## Instructions for the task
Find every line in the records below that holds the word "directly" and copy it.

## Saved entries
------------------------------------
//! Dynamic option values and the small enums shared across the crate.

use std::cell::RefCell;
use std::collections::BTreeMap;
use std::fmt;
use std::rc::Rc;

use serde::Serialize;

use crate::error::ConfbindError;
use crate::flatten;

/// A dynamically typed option value.
///
/// Integer and float variants keep their width so that a source can say
/// "this is an `i32`" and a `Nullable<i32>` can insist on exactly that.
#[derive(Debug, Clone, PartialEq)]
pub enum Value {
    Bool(bool),
    /// Native-width integer.
    Int(isize),
    Int8(i8),
    Int16(i16),
    Int32(i32),
    Int64(i64),
    Float32(f32),
    Float64(f64),
    Text(String),
    /// One level of indirection, read when the option is bound.
    Ref(ValueRef),
}

impl Value {
    /// Short name of the runtime type, used in error messages.
    pub fn type_name(&self) -> &'static str {
        match self {
            Value::Bool(_) => "bool",
            Value::Int(_) => "isize",
            Value::Int8(_) => "i8",
            Value::Int16(_) => "i16",
            Value::Int32(_) => "i32",
            Value::Int64(_) => "i64",
            Value::Float32(_) => "f32",
            Value::Float64(_) => "f64",
            Value::Text(_) => "text",
            Value::Ref(_) => "ref",
        }
    }

    /// The value itself, or the current contents of a `Ref`.
    ///
    /// Only one level is followed: a `Ref` holding another `Ref` comes back
    /// as that inner `Ref`.
    pub fn deref_once(&self) -> Value {
        match self {
            Value::Ref(cell) => cell.get(),
            other => other.clone(),
        }
    }
}

impl fmt::Display for Value {
    fn fmt(&self, f: &mut fmt::Formatter<'_>) -> fmt::Result {
        match self {
            Value::Bool(b) => write!(f, "{b}"),
            Value::Int(i) => write!(f, "{i}"),
            Value::Int8(i) => write!(f, "{i}"),
            Value::Int16(i) => write!(f, "{i}"),
            Value::Int32(i) => write!(f, "{i}"),
            Value::Int64(i) => write!(f, "{i}"),
            Value::Float32(x) => write!(f, "{x}"),
            Value::Float64(x) => write!(f, "{x}"),
            Value::Text(s) => write!(f, "{s:?}"),
            Value::Ref(cell) => write!(f, "&{}", cell.get()),
        }
    }
}

macro_rules! value_from {
    ($($ty:ty => $variant:ident),* $(,)?) => {
        $(
            impl From<$ty> for Value {
                fn from(v: $ty) -> Self {
                    Value::$variant(v)
                }
            }
        )*
    };
}

value_from! {
    bool => Bool,
    isize => Int,
    i8 => Int8,
    i16 => Int16,
    i32 => Int32,
    i64 => Int64,
    f32 => Float32,
    f64 => Float64,
    String => Text,
    ValueRef => Ref,
}

impl From<&str> for Value {
    fn from(v: &str) -> Self {
        Value::Text(v.to_string())
    }
}

/// A shared cell standing in for "a pointer to a value".
///
/// Clones share the same storage, so a caller can hand a `ValueRef` to an
/// [`Options`] map, fill it in later (e.g. after parsing flags) and have
/// the binder observe the final contents.
#[derive(Debug, Clone)]
pub struct ValueRef(Rc<RefCell<Value>>);

impl ValueRef {
    pub fn new(value: impl Into<Value>) -> Self {
        ValueRef(Rc::new(RefCell::new(value.into())))
    }

    /// Snapshot of the current contents.
    pub fn get(&self) -> Value {
        self.0.borrow().clone()
    }

    /// Replace the contents; every clone observes the change.
    pub fn set(&self, value: impl Into<Value>) {
        *self.0.borrow_mut() = value.into();
    }
}

impl PartialEq for ValueRef {
    fn eq(&self, other: &Self) -> bool {
        Rc::ptr_eq(&self.0, &other.0) || self.get() == other.get()
    }
}

/// Option-map source: field identifier → dynamic value.
#[derive(Debug, Clone, Default, PartialEq)]
pub struct Options(BTreeMap<String, Value>);

impl Options {
    pub fn new() -> Self {
        Self::default()
    }

    /// Insert a value, returning the one it replaced.
    pub fn insert(&mut self, key: impl Into<String>, value: impl Into<Value>) -> Option<Value> {
        self.0.insert(key.into(), value.into())
    }

    /// Builder-style [`insert`](Self::insert).
    pub fn with(mut self, key: impl Into<String>, value: impl Into<Value>) -> Self {
        self.insert(key, value);
        self
    }

    pub fn get(&self, key: &str) -> Option<&Value> {
        self.0.get(key)
    }

    pub fn len(&self) -> usize {
        self.0.len()
    }

    pub fn is_empty(&self) -> bool {
        self.0.is_empty()
    }

    pub fn iter(&self) -> impl Iterator<Item = (&String, &Value)> {
        self.0.iter()
    }

    /// Build options from any serializable source, e.g. a clap-derived
    /// args struct.
    ///
    /// Field names become keys. `None` fields are skipped, so unset optional
    /// flags never shadow lower layers. Integer and float widths are
    /// preserved; unsigned integers widen to the next signed width that holds
    /// them.
    ///
    /// Two things do not survive the trip through serde:
    ///
    /// - Nested structs are groups, not paths. Their fields become keys under
    ///   their own names, and a later key with the same name wins.
    /// - serde has no native-width integer, so an `isize` flag arrives as
    ///   [`Value::Int64`]. Plain integer fields accept it, but a `NullInt`
    ///   field does not; insert a [`Value::Int`] by hand for those.
    pub fn from_serialize<S: Serialize + ?Sized>(source: &S) -> Result<Self, ConfbindError> {
        let pairs = flatten::flatten(source).map_err(|e| ConfbindError::Shape {
            record: std::any::type_name::<S>(),
            reason: e.to_string(),
        })?;
        Ok(pairs
            .into_iter()
            .filter_map(|(key, value)| value.map(|v| (key, v)))
            .collect())
    }
}

impl<K: Into<String>, V: Into<Value>> FromIterator<(K, V)> for Options {
    fn from_iter<I: IntoIterator<Item = (K, V)>>(iter: I) -> Self {
        Options(
            iter.into_iter()
                .map(|(k, v)| (k.into(), v.into()))
                .collect(),
        )
    }
}

/// Textual document formats understood by the loader.
#[derive(Debug, Clone, Copy, Default, PartialEq, Eq)]
pub enum Format {
    #[default]
    Json,
    Toml,
}

impl Format {
    /// Pick a format from a file extension. Anything but `.toml` is JSON.
    pub fn from_path(path: &std::path::Path) -> Self {
        match path.extension().and_then(|ext| ext.to_str()) {
            Some(ext) if ext.eq_ignore_ascii_case("toml") => Format::Toml,
            _ => Format::Json,
        }
    }
}
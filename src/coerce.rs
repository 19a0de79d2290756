//! Numeric family checks and the widening/narrowing funnel.
//!
//! Every numeric binding path goes through [`to_i64`] or [`to_f64`], so the
//! rules for what counts as "an integer" or "a float" live here and nowhere
//! else. Widening is lossless. Narrowing back to the field's width is range
//! checked for integers; floats narrowed to `f32` round, but a finite value
//! that would become infinite is rejected.

use crate::error::ConversionError;
use crate::types::Value;

/// `true` for any signed integer width, directly or behind one `Ref`.
pub fn is_integer_like(v: &Value) -> bool {
    match v {
        Value::Int(_) | Value::Int8(_) | Value::Int16(_) | Value::Int32(_) | Value::Int64(_) => {
            true
        }
        Value::Ref(cell) => matches!(
            cell.get(),
            Value::Int(_) | Value::Int8(_) | Value::Int16(_) | Value::Int32(_) | Value::Int64(_)
        ),
        _ => false,
    }
}

/// `true` for `f32`/`f64`, directly or behind one `Ref`.
pub fn is_float_like(v: &Value) -> bool {
    match v {
        Value::Float32(_) | Value::Float64(_) => true,
        Value::Ref(cell) => matches!(cell.get(), Value::Float32(_) | Value::Float64(_)),
        _ => false,
    }
}

/// Widen an integer-family value to `i64`.
///
/// Fails without converting anything when `v` is not integer-like; text is
/// never parsed here.
pub fn to_i64(v: &Value) -> Result<i64, ConversionError> {
    if !is_integer_like(v) {
        return Err(ConversionError::NotInteger {
            found: found_name(v),
        });
    }
    match v.deref_once() {
        Value::Int(n) => Ok(n as i64),
        Value::Int8(n) => Ok(n.into()),
        Value::Int16(n) => Ok(n.into()),
        Value::Int32(n) => Ok(n.into()),
        Value::Int64(n) => Ok(n),
        other => Err(ConversionError::NotInteger {
            found: other.type_name(),
        }),
    }
}

/// Widen a float-family value to `f64`.
pub fn to_f64(v: &Value) -> Result<f64, ConversionError> {
    if !is_float_like(v) {
        return Err(ConversionError::NotFloat {
            found: found_name(v),
        });
    }
    match v.deref_once() {
        Value::Float32(x) => Ok(x.into()),
        Value::Float64(x) => Ok(x),
        other => Err(ConversionError::NotFloat {
            found: other.type_name(),
        }),
    }
}

fn found_name(v: &Value) -> &'static str {
    match v {
        Value::Ref(cell) => match cell.get() {
            Value::Ref(_) => "ref to ref",
            _ => "ref",
        },
        other => other.type_name(),
    }
}

/// Narrow a widened integer into a field of type `T`.
pub fn narrow_int<T: TryFrom<i64>>(n: i64, target: &'static str) -> Result<T, ConversionError> {
    T::try_from(n).map_err(|_| ConversionError::OutOfRange {
        value: n.to_string(),
        target,
    })
}

/// Narrow a widened float into an `f32` field.
pub fn narrow_f32(x: f64) -> Result<f32, ConversionError> {
    let narrowed = x as f32;
    if x.is_finite() && narrowed.is_infinite() {
        return Err(ConversionError::OutOfRange {
            value: x.to_string(),
            target: "f32",
        });
    }
    Ok(narrowed)
}

/// Parse a boolean literal.
///
/// Accepts `1 t T TRUE true True` and `0 f F FALSE false False`.
pub fn parse_bool(text: &str) -> Result<bool, ConversionError> {
    match text {
        "1" | "t" | "T" | "TRUE" | "true" | "True" => Ok(true),
        "0" | "f" | "F" | "FALSE" | "false" | "False" => Ok(false),
        _ => Err(ConversionError::ParseBool {
            text: text.to_string(),
        }),
    }
}

/// Parse a base-10 integer at the width of `T`; overflow is a parse error.
pub fn parse_int<T>(text: &str) -> Result<T, ConversionError>
where
    T: std::str::FromStr<Err = std::num::ParseIntError>,
{
    text.parse::<T>().map_err(|source| ConversionError::ParseInt {
        text: text.to_string(),
        source,
    })
}

/// Parse a float at the width of `T`.
pub fn parse_float<T>(text: &str) -> Result<T, ConversionError>
where
    T: std::str::FromStr<Err = std::num::ParseFloatError>,
{
    text.parse::<T>().map_err(|source| ConversionError::ParseFloat {
        text: text.to_string(),
        source,
    })
}
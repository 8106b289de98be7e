//! Core projection engine: sector earnings compounded to the horizon and repriced

use chrono::{Months, NaiveDate};
use serde::{Deserialize, Serialize};

use super::contributions::{ProjectionResult, SectorProjection};
use crate::assumptions::{AssumptionSet, SectorAssumption};
use crate::baseline::{Baseline, SectorRecord};
use crate::error::{ProjectionError, Result};

/// Horizon of the reference scenario (three annual periods)
pub const REFERENCE_HORIZON_PERIODS: u32 = 3;

/// Configuration for a projection run
#[derive(Debug, Clone, Copy, PartialEq, Eq, Serialize, Deserialize)]
pub struct ProjectionConfig {
    /// Number of compounding periods (years) between baseline and horizon
    pub horizon_periods: u32,
}

impl Default for ProjectionConfig {
    fn default() -> Self {
        Self {
            horizon_periods: REFERENCE_HORIZON_PERIODS,
        }
    }
}

/// Main projection engine
///
/// Stateless apart from its config; `project` is a pure function of the
/// baseline and assumption set, so one engine can serve any number of
/// concurrent callers.
#[derive(Debug, Clone, Default)]
pub struct ProjectionEngine {
    config: ProjectionConfig,
}

impl ProjectionEngine {
    pub fn new(config: ProjectionConfig) -> Self {
        Self { config }
    }

    pub fn with_horizon(horizon_periods: u32) -> Self {
        Self::new(ProjectionConfig { horizon_periods })
    }

    pub fn config(&self) -> &ProjectionConfig {
        &self.config
    }

    /// Project every baseline sector to the horizon and aggregate
    pub fn project(&self, baseline: &Baseline, assumptions: &AssumptionSet) -> Result<ProjectionResult> {
        let paired = pair_with_baseline(baseline, assumptions)?;
        for (_, assumption) in &paired {
            validate_assumption(assumption)?;
        }

        let horizon = self.config.horizon_periods;
        let mut result = ProjectionResult::new(
            horizon,
            horizon_date(baseline.as_of(), horizon),
            baseline.base_index_price(),
            baseline.base_index_earnings(),
            paired.len(),
        );

        for (record, assumption) in paired {
            result.add_sector(self.project_sector(baseline, record, assumption)?);
        }

        result.finish()
    }

    fn project_sector(
        &self,
        baseline: &Baseline,
        record: &SectorRecord,
        assumption: &SectorAssumption,
    ) -> Result<SectorProjection> {
        let base_earnings = baseline.earnings_share(record);

        // Uniform compounding over the horizon; no intra-horizon path
        let growth_factor = compound_factor(assumption.annual_growth_rate, self.config.horizon_periods);
        let projected_earnings = base_earnings * growth_factor;
        if !projected_earnings.is_finite() {
            return Err(ProjectionError::InvalidGrowthRate {
                sector_id: record.sector_id.clone(),
                rate: assumption.annual_growth_rate,
            });
        }

        let projected_price = projected_earnings * assumption.target_multiple;
        if !projected_price.is_finite() {
            return Err(ProjectionError::InvalidMultiple {
                sector_id: record.sector_id.clone(),
                multiple: assumption.target_multiple,
            });
        }

        Ok(SectorProjection {
            sector_id: record.sector_id.clone(),
            base_earnings_contribution: base_earnings,
            spot_price_contribution: record.weight * baseline.base_index_price(),
            projected_earnings_contribution: projected_earnings,
            projected_price_contribution: projected_price,
        })
    }
}

/// Project with an explicit horizon
pub fn project(
    baseline: &Baseline,
    assumptions: &AssumptionSet,
    horizon_periods: u32,
) -> Result<ProjectionResult> {
    ProjectionEngine::with_horizon(horizon_periods).project(baseline, assumptions)
}

/// `(1 + rate)^periods`
pub fn compound_factor(annual_growth_rate: f64, periods: u32) -> f64 {
    (1.0 + annual_growth_rate).powf(f64::from(periods))
}

/// Match assumptions to baseline records, in baseline order.
/// The sets must agree exactly; both directions of disagreement are reported.
fn pair_with_baseline<'a>(
    baseline: &'a Baseline,
    assumptions: &'a AssumptionSet,
) -> Result<Vec<(&'a SectorRecord, &'a SectorAssumption)>> {
    let mut paired = Vec::with_capacity(baseline.len());
    let mut missing = Vec::new();

    for record in baseline.records() {
        match assumptions.get(&record.sector_id) {
            Some(assumption) => paired.push((record, assumption)),
            None => missing.push(record.sector_id.clone()),
        }
    }

    let unexpected: Vec<String> = assumptions
        .sector_ids()
        .filter(|id| !baseline.contains(id))
        .map(str::to_string)
        .collect();

    if missing.is_empty() && unexpected.is_empty() {
        Ok(paired)
    } else {
        Err(ProjectionError::AssumptionMismatch { missing, unexpected })
    }
}

fn validate_assumption(assumption: &SectorAssumption) -> Result<()> {
    let rate = assumption.annual_growth_rate;
    if !(rate.is_finite() && 1.0 + rate >= 0.0) {
        return Err(ProjectionError::InvalidGrowthRate {
            sector_id: assumption.sector_id.clone(),
            rate,
        });
    }

    let multiple = assumption.target_multiple;
    if !(multiple.is_finite() && multiple > 0.0) {
        return Err(ProjectionError::InvalidMultiple {
            sector_id: assumption.sector_id.clone(),
            multiple,
        });
    }

    Ok(())
}

fn horizon_date(as_of: Option<NaiveDate>, horizon_periods: u32) -> Option<NaiveDate> {
    let months = horizon_periods.checked_mul(12)?;
    as_of?.checked_add_months(Months::new(months))
}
------------------------------------
## Final answer
/// `true` for any signed integer width, directly or behind one `Ref`.
/// `true` for `f32`/`f64`, directly or behind one `Ref`.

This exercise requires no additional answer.